A few weeks back, while discussing illegal immigration, a few of my more machismo boys suggested building "a giant wall, like in Doomsday!" Be reassured that I attempted to bring the conversation back to a more intellectual direction, but they kept referencing scenarios from this movie I'd never heard of with a degree of superficial reverence only teenage boys can muster. I saw that it was showing on cable, so I dvr'd it and took it on one night.

It's a loud, gory, unrelentingly stupid film. That's what I get for listening to my students. To be fair, it isn't horrible. It has its charms (likable or interesting lead characters are not among them). However, it plays like a mishmash of three or four different 80's apocalypse movies, with The Road Warrior being most prevalent, along with a dash of Escape from New York. What seemed fresh and edgy to these kids who've likely never seen the source material was hackneyed for me.

Doomsday straddles the line between wanting to be an big, suspenseful action thriller and laughing at itself, tongue firmly in cheek. Director Neil Marshall (who played it straight in the excellent The Descent) really needed to choose a side here and decide whether he was making an homage to those 80's films or just ripping off their most sensational aspects. He never quite gets there, and the result is a bloody mess.

Are you waiting for me to tell you the plot? Trust me; it doesn't really matter. The premise is that Scotland has been walled of because of a killer virus, and those left behind the wall (but immune to the virus) go all Mad Max. It's a zombie movie without actual zombies, just the dying and the insane. There's rape, cannibalism, and a stage show with pyrotechnics.

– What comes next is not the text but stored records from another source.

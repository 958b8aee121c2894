//! Assembly of the final DOT description.
//!
//! All visual styling travels in per-node and per-edge HTML-like labels and
//! class lists; the graph-wide defaults only pick a font, a transparent
//! background and the `plain` node shape.

use crate::color::obfuscate_type_hash;
use crate::edges::{compute_edges, EdgeData};
use crate::error::RenderError;
use crate::escape::{encode_name, escape_html};
use crate::node_data::{compute_node_data, NodeData};
use crate::visibility::VisibilityPolicy;
use crate::writer::{DotSource, DotWriter};
use partial_dot_semantics::{Node, NodeKind, Relation, RelationDetail, SemanticModel, TruthValue};

const GRAPH_HEADER: [&str; 4] = [
    "digraph {",
    "graph [bgcolor=transparent];",
    r#"node [fontsize=12, shape=plain, fontname="OpenSans"];"#,
    r#"edge [fontsize=10.5, color=black, fontname="OpenSans"];"#,
];

const GRAPH_FOOTER: &str = "}";

/// Render the current snapshot, or nothing if no snapshot is available yet.
pub fn render_graph(model: Option<&SemanticModel>, policy: &VisibilityPolicy) -> Option<DotSource> {
    model.map(|model| render(model, policy))
}

/// Render a snapshot as a DOT digraph.
///
/// The output depends only on the snapshot and the policy, so rendering an
/// unchanged snapshot again yields byte-identical text.
pub fn render(model: &SemanticModel, policy: &VisibilityPolicy) -> DotSource {
    let node_data = compute_node_data(model, policy);
    let edges = compute_edges(model, &node_data, policy);

    let mut writer = DotWriter::new();
    for line in GRAPH_HEADER {
        writer.line(line);
    }

    let mut rendered_nodes = 0;
    for (index, (node, data)) in model.nodes().iter().zip(&node_data).enumerate() {
        if data.is_rendered(policy) {
            write_node(&mut writer, model, policy, index, node, data);
            rendered_nodes += 1;
        }
    }
    for edge in &edges {
        write_edge(&mut writer, model, policy, edge);
    }

    writer.line(GRAPH_FOOTER);
    let source = writer.finish();
    tracing::debug!(
        nodes = rendered_nodes,
        edges = edges.len(),
        lines = source.line_count(),
        "rendered graph"
    );
    source
}

/// Ingest a JSON snapshot and an optional JSON policy, then render.
pub fn render_json(snapshot: &str, policy: Option<&str>) -> Result<DotSource, RenderError> {
    let model = SemanticModel::from_json(snapshot)?;
    let policy = match policy {
        Some(json) => VisibilityPolicy::from_json(json).map_err(RenderError::Policy)?,
        None => VisibilityPolicy::default(),
    };
    Ok(render(&model, &policy))
}

// ============================================================================
// Nodes
// ============================================================================

fn node_label(policy: &VisibilityPolicy, node: &Node) -> String {
    let name = escape_html(policy.display_name(node));
    match node.kind {
        NodeKind::Individual => format!("<b>{name}</b>"),
        NodeKind::Implicit | NodeKind::New => name,
    }
}

fn node_classes(node: &Node, data: &NodeData) -> String {
    let mut classes = vec![
        format!("node-{}", node.kind.as_str()),
        format!("node-exists-{}", data.exists),
        format!("node-equalsSelf-{}", data.equals_self),
    ];
    if data.unary_predicates.is_empty() {
        classes.push("node-empty".to_string());
    }
    if let Some(type_hash) = &node.type_hash {
        classes.push(format!("node-typeHash-{}", obfuscate_type_hash(type_hash)));
    }
    classes.join(" ")
}

fn relation_label(policy: &VisibilityPolicy, relation: &Relation) -> String {
    let name = escape_html(policy.display_name(relation));
    match relation.detail {
        RelationDetail::Class {
            abstract_class: true,
        } => format!("<i>{name}</i>"),
        RelationDetail::Reference { containment: true } => format!("<b>{name}</b>"),
        RelationDetail::Class {
            abstract_class: false,
        }
        | RelationDetail::Reference { containment: false }
        | RelationDetail::Opposite { .. }
        | RelationDetail::Predicate { .. }
        | RelationDetail::Builtin => name,
    }
}

fn write_node(
    writer: &mut DotWriter,
    model: &SemanticModel,
    policy: &VisibilityPolicy,
    index: usize,
    node: &Node,
    data: &NodeData,
) {
    let id = encode_name(&node.name);
    let border = match node.kind {
        NodeKind::Individual => 2,
        NodeKind::Implicit | NodeKind::New => 1,
    };
    let count = if policy.scopes {
        format!(" {}", escape_html(&data.count))
    } else {
        String::new()
    };

    writer.line(format!(
        r#"n{index} [id="{id}", class="{}", label=<"#,
        node_classes(node, data)
    ));
    writer.line(format!(
        r#"<table border="{border}" cellborder="0" cellspacing="0" style="rounded" bgcolor="white">"#
    ));
    writer.line(format!(
        r#"<tr><td cellpadding="4.5" width="32" bgcolor="green">{}{count}</td></tr>"#,
        node_label(policy, node)
    ));

    if !data.unary_predicates.is_empty() {
        writer.line(
            r#"<hr/><tr><td cellpadding="4.5"><table fixedsize="TRUE" align="left" border="0" cellborder="0" cellspacing="0" cellpadding="1.5">"#,
        );
        for (name, value) in &data.unary_predicates {
            let Some(relation) = model.relation(name) else {
                continue;
            };
            writer.line(format!(
                r##"<tr><td><img src="#{value}"/></td><td width="1.5"></td><td align="left" href="#{value}" id="{id},{},label">{}</td></tr>"##,
                encode_name(name),
                relation_label(policy, relation)
            ));
        }
        writer.line("</table></td></tr>");
    }

    writer.line("</table>>]");
}

// ============================================================================
// Edges
// ============================================================================

fn edge_label(name: &str, containment: bool, value: TruthValue) -> String {
    let text = if containment {
        format!("<b>{name}</b>")
    } else {
        name.to_string()
    };
    match value {
        TruthValue::Error => format!(
            r##"<<table fixedsize="TRUE" align="left" border="0" cellborder="0" cellspacing="0" cellpadding="0"><tr><td><img src="#ERROR"/></td><td width="3.9375"></td><td align="left">{text}</td></tr></table>>"##
        ),
        TruthValue::True | TruthValue::False | TruthValue::Unknown if containment => {
            format!("<{text}>")
        }
        TruthValue::True | TruthValue::False | TruthValue::Unknown => format!("\"{text}\""),
    }
}

fn write_edge(writer: &mut DotWriter, model: &SemanticModel, policy: &VisibilityPolicy, edge: &EdgeData<'_>) {
    // Endpoints were resolved while computing the edge.
    let (Some(from), Some(to)) = (model.node(edge.from), model.node(edge.to)) else {
        return;
    };
    let id = format!(
        "{},{},{}",
        encode_name(&from.name),
        encode_name(&to.name),
        encode_name(&edge.relation.name)
    );
    let name = escape_html(policy.display_name(edge.relation));

    writer.line(format!(
        r#"n{} -> n{} [id="{id}", dir="{}", constraint={}, weight={}, xlabel={}, penwidth={}, arrowsize={}, style="{}", class="edge-{}"]"#,
        edge.from,
        edge.to,
        edge.dir.as_str(),
        edge.constraint,
        edge.weight,
        edge_label(&name, edge.containment, edge.value),
        edge.penwidth,
        edge.arrowsize(),
        edge.style(),
        edge.value,
    ));
}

There is one truly unique, memorable aspect to Doomsday. If you like beheadings, this is your flick. There have got to be at least five or six different instances of decapitation. Some of them are posthumous, some of them sudden and shocking, and at least a couple are replete with the head still reacting after being detached or even shrieking as it flies through the air.

If that's your kind of thing, you may think this is the greatest movie ever. Twenty years ago, I'd be right there with you.